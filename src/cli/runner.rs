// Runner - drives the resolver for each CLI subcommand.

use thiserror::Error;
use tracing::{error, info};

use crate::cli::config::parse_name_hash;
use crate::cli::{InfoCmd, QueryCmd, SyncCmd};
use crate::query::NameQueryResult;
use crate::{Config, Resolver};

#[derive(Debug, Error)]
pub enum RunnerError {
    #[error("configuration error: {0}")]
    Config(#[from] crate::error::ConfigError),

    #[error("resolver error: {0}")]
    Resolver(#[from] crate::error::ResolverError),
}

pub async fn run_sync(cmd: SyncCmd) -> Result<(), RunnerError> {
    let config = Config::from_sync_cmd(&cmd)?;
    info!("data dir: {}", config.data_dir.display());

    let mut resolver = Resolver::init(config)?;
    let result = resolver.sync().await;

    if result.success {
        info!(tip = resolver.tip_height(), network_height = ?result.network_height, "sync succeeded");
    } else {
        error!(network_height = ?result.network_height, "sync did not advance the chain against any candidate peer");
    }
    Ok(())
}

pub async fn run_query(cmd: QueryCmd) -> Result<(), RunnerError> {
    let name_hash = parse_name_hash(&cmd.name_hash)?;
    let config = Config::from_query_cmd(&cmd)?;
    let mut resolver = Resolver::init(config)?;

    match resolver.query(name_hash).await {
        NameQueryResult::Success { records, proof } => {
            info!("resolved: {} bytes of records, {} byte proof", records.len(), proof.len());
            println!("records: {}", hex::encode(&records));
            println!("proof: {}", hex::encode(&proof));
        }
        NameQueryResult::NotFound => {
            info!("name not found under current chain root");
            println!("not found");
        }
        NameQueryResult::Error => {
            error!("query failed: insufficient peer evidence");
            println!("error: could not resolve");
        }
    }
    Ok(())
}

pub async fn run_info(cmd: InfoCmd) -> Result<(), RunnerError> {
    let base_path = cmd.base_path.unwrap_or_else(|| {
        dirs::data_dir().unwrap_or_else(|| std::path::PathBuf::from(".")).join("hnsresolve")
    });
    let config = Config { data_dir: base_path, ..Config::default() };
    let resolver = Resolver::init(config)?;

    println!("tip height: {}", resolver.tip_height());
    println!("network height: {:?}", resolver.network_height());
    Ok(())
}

.....

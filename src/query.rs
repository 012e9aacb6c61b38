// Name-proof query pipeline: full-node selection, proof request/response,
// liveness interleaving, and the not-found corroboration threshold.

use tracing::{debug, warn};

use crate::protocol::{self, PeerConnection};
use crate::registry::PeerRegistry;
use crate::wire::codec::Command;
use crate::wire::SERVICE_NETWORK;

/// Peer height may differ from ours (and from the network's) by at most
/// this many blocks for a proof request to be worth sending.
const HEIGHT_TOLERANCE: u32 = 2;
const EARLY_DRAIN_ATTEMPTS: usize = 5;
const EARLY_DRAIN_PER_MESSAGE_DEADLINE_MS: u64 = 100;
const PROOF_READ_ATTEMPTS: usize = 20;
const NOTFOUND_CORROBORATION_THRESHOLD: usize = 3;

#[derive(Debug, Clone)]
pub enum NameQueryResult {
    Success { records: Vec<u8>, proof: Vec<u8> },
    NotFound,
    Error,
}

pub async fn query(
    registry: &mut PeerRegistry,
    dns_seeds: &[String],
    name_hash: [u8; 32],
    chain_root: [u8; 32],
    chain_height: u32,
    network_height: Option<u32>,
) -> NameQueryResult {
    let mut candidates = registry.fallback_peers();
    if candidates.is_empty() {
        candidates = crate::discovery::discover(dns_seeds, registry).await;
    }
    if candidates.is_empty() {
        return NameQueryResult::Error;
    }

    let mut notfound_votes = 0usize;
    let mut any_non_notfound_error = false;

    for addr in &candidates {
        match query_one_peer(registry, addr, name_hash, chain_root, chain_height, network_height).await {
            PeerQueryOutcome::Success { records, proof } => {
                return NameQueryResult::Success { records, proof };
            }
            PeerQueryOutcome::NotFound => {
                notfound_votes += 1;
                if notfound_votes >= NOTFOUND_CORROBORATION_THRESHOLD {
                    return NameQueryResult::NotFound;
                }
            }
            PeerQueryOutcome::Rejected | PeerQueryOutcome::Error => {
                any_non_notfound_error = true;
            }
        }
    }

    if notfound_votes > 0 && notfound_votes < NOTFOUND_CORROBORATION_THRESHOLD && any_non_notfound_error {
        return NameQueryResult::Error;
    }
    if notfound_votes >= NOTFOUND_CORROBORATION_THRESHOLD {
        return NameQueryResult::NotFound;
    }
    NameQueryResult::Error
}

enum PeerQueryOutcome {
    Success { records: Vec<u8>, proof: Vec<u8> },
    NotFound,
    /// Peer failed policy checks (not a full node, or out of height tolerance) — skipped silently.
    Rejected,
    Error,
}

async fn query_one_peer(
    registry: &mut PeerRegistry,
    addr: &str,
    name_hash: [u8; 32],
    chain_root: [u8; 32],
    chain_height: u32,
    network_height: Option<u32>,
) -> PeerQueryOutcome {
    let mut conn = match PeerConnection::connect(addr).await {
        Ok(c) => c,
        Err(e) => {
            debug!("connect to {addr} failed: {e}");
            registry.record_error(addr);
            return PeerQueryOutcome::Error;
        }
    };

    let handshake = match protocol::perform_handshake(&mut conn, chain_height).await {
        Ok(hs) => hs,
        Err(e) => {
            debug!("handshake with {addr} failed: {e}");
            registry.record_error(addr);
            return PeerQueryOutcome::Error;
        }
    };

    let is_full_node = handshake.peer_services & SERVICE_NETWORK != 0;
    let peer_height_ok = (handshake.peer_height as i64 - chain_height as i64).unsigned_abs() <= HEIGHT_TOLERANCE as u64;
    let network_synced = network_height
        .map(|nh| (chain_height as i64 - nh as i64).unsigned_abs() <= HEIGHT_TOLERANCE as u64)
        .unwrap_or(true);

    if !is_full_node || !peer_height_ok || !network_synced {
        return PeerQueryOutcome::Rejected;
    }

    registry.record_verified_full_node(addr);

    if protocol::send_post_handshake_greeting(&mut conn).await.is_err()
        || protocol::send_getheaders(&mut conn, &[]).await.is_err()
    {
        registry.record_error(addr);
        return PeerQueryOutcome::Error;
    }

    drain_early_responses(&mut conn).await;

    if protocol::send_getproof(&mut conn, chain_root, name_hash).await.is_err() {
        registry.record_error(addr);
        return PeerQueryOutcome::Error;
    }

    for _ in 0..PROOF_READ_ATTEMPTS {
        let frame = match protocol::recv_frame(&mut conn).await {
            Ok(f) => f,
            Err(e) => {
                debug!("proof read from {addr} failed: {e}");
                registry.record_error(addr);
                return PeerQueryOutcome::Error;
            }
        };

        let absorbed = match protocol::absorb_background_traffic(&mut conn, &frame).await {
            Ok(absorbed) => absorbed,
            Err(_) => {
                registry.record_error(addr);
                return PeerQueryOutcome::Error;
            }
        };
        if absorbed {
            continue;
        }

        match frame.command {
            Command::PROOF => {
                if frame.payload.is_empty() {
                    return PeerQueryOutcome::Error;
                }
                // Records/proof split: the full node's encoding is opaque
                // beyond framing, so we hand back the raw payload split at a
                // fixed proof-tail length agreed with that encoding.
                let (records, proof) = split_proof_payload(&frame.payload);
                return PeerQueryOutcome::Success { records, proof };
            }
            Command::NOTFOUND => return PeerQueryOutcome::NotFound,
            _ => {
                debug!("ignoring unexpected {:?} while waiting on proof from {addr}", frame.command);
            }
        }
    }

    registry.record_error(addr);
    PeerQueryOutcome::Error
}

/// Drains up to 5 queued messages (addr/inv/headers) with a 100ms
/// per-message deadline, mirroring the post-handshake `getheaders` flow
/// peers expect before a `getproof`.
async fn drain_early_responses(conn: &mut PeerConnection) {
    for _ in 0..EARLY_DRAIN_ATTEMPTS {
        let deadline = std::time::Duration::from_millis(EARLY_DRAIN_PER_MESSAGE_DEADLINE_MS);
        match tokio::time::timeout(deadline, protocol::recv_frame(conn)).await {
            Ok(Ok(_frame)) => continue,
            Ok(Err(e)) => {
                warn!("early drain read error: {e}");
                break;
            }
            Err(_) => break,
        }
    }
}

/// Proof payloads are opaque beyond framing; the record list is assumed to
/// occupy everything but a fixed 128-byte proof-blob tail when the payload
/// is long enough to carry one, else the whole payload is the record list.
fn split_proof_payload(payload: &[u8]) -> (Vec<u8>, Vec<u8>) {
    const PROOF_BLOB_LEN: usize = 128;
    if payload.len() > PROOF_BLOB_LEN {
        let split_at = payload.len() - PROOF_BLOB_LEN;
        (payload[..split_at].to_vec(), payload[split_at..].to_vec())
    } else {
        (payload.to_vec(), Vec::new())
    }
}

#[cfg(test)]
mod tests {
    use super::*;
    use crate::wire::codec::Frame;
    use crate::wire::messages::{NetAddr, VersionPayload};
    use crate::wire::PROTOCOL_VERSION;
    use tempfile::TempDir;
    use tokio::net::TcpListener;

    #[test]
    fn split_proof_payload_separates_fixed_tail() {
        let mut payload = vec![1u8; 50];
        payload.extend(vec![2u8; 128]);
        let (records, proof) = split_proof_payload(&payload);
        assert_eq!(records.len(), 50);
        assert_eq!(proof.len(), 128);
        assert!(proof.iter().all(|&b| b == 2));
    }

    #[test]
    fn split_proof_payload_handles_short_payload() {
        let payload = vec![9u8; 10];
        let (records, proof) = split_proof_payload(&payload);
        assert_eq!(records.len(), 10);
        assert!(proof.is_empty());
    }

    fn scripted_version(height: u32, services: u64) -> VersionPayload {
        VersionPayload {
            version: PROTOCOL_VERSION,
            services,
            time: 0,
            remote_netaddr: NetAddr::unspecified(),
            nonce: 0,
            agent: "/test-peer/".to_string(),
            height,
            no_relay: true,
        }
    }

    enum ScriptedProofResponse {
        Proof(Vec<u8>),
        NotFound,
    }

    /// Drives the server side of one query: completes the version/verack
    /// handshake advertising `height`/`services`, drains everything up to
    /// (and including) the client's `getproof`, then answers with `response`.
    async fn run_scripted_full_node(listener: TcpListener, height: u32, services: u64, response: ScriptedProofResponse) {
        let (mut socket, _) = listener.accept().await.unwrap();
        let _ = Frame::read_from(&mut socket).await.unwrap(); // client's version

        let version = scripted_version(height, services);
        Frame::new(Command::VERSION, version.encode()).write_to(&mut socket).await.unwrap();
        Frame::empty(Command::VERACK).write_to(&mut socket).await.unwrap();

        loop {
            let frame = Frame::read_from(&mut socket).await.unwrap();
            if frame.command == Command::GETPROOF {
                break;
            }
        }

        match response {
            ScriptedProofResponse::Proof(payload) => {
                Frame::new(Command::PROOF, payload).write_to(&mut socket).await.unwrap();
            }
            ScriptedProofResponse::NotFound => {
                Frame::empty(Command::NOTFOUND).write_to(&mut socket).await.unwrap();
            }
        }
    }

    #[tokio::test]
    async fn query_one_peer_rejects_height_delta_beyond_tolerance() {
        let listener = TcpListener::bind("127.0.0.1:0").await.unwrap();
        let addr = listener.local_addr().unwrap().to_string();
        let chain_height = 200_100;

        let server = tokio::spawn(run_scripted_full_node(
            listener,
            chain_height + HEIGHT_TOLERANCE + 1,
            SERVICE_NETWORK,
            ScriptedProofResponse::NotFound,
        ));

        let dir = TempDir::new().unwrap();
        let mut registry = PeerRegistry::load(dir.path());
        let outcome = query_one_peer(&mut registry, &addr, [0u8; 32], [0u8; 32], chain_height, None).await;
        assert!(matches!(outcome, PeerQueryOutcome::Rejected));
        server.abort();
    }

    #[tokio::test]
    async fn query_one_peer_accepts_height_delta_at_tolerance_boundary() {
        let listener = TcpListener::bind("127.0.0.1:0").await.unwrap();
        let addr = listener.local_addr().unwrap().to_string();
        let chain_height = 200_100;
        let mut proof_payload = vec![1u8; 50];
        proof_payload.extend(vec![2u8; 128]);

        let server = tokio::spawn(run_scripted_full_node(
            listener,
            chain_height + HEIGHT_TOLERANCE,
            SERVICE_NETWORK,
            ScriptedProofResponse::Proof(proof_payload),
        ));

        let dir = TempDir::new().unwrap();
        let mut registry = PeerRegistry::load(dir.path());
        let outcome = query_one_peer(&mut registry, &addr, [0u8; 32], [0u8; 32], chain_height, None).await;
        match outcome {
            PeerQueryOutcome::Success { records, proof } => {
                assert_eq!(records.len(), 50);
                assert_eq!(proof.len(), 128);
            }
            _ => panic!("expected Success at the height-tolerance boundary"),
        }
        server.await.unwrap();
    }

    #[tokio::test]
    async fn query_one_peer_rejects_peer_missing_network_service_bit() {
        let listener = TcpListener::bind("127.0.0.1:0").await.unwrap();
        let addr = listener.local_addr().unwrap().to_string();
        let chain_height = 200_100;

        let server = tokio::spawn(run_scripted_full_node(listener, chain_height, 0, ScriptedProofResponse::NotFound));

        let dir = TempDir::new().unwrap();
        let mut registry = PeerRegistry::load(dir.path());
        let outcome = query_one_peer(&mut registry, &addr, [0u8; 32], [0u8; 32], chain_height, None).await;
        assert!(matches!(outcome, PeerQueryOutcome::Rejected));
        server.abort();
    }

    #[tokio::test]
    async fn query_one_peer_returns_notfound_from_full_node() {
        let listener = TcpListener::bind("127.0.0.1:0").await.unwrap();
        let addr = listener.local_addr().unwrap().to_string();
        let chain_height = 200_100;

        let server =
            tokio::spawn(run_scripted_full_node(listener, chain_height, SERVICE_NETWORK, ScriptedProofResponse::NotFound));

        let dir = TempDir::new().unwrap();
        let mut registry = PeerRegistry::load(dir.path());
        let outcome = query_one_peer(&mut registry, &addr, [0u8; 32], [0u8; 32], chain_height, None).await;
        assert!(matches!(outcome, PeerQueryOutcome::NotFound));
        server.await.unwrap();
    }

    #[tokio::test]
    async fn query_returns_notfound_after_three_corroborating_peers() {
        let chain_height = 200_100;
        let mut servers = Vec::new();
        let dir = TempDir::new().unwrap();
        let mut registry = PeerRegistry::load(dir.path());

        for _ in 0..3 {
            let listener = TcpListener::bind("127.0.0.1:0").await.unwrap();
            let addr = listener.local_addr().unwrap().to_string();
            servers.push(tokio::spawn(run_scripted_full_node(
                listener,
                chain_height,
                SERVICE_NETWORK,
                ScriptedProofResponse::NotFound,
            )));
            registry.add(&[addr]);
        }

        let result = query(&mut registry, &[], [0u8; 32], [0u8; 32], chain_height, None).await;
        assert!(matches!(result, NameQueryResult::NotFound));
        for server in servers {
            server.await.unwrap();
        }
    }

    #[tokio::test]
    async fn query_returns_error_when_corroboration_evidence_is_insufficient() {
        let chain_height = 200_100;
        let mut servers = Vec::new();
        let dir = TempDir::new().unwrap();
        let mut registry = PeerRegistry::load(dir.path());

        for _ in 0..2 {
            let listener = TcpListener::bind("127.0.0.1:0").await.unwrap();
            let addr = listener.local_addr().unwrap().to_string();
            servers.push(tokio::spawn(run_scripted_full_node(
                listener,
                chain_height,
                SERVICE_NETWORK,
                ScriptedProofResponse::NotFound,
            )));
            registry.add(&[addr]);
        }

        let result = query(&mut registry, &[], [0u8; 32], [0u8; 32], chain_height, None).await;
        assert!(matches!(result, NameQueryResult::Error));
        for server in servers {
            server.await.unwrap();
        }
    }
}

.....

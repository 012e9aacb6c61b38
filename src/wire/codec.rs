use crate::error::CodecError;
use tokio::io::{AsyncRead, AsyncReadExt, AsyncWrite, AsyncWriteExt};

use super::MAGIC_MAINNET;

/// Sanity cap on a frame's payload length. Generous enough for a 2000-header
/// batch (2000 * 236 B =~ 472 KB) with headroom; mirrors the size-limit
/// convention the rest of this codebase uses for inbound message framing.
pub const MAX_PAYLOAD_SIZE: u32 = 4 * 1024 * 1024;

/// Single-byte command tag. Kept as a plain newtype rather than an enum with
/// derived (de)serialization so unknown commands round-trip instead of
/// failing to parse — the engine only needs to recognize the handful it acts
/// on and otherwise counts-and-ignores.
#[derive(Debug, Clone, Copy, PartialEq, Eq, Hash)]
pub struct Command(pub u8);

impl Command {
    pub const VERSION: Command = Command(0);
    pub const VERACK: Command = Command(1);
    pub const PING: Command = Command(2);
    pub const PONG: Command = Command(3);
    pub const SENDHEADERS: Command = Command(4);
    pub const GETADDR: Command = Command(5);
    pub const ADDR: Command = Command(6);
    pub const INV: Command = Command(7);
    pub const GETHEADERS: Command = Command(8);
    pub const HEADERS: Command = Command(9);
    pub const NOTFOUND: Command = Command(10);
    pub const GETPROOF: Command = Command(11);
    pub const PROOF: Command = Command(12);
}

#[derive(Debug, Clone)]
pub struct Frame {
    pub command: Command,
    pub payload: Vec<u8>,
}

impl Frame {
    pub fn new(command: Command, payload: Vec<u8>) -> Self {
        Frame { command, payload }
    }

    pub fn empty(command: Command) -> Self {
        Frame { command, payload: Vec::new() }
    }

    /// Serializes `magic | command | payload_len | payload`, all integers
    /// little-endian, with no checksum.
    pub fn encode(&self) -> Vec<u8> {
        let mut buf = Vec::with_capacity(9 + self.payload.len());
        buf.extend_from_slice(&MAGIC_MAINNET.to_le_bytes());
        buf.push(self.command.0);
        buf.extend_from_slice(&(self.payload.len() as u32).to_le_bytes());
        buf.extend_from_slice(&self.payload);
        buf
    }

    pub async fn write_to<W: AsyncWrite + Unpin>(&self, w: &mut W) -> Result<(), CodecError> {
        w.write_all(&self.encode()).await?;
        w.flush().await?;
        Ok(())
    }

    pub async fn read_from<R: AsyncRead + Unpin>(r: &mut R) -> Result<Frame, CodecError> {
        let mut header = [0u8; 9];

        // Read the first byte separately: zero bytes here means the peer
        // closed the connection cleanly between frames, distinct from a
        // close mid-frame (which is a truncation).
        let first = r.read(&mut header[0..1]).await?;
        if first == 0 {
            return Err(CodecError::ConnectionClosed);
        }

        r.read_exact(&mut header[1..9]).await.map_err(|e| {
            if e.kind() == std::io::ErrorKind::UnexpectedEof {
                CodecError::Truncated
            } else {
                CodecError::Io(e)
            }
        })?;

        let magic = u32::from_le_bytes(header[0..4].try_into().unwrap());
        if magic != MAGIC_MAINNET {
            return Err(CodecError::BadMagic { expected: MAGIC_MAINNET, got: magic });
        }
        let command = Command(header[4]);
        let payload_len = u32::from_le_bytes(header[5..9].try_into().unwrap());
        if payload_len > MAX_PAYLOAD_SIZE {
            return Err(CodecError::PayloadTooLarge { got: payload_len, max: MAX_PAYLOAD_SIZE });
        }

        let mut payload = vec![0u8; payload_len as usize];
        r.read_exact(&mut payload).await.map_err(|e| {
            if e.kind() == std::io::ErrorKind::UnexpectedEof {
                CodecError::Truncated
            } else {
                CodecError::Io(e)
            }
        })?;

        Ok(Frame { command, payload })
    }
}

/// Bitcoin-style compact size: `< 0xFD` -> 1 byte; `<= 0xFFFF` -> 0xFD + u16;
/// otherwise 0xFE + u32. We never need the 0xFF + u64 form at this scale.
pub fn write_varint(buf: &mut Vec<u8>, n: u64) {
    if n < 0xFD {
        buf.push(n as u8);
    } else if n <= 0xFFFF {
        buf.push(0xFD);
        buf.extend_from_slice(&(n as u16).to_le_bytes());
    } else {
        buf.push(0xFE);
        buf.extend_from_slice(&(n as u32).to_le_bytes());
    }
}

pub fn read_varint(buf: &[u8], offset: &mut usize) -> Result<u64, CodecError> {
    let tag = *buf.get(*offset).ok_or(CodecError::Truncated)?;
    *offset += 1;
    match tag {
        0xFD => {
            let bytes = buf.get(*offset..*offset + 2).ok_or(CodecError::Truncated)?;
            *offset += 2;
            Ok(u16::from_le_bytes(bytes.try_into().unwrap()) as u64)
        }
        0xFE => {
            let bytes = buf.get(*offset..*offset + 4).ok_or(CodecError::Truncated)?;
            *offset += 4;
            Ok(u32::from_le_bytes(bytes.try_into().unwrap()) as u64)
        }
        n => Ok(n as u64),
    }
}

.....

What you will do
Restate word for word the entries above, starting at the line with "pub const ADDR: Command = Command(6);" and ending at the line with "pub const NOTFOUND: Command", inclusive, and no others.

Result below
    pub const ADDR: Command = Command(6);
    pub const INV: Command = Command(7);
    pub const GETHEADERS: Command = Command(8);
    pub const HEADERS: Command = Command(9);
    pub const NOTFOUND: Command = Command(10);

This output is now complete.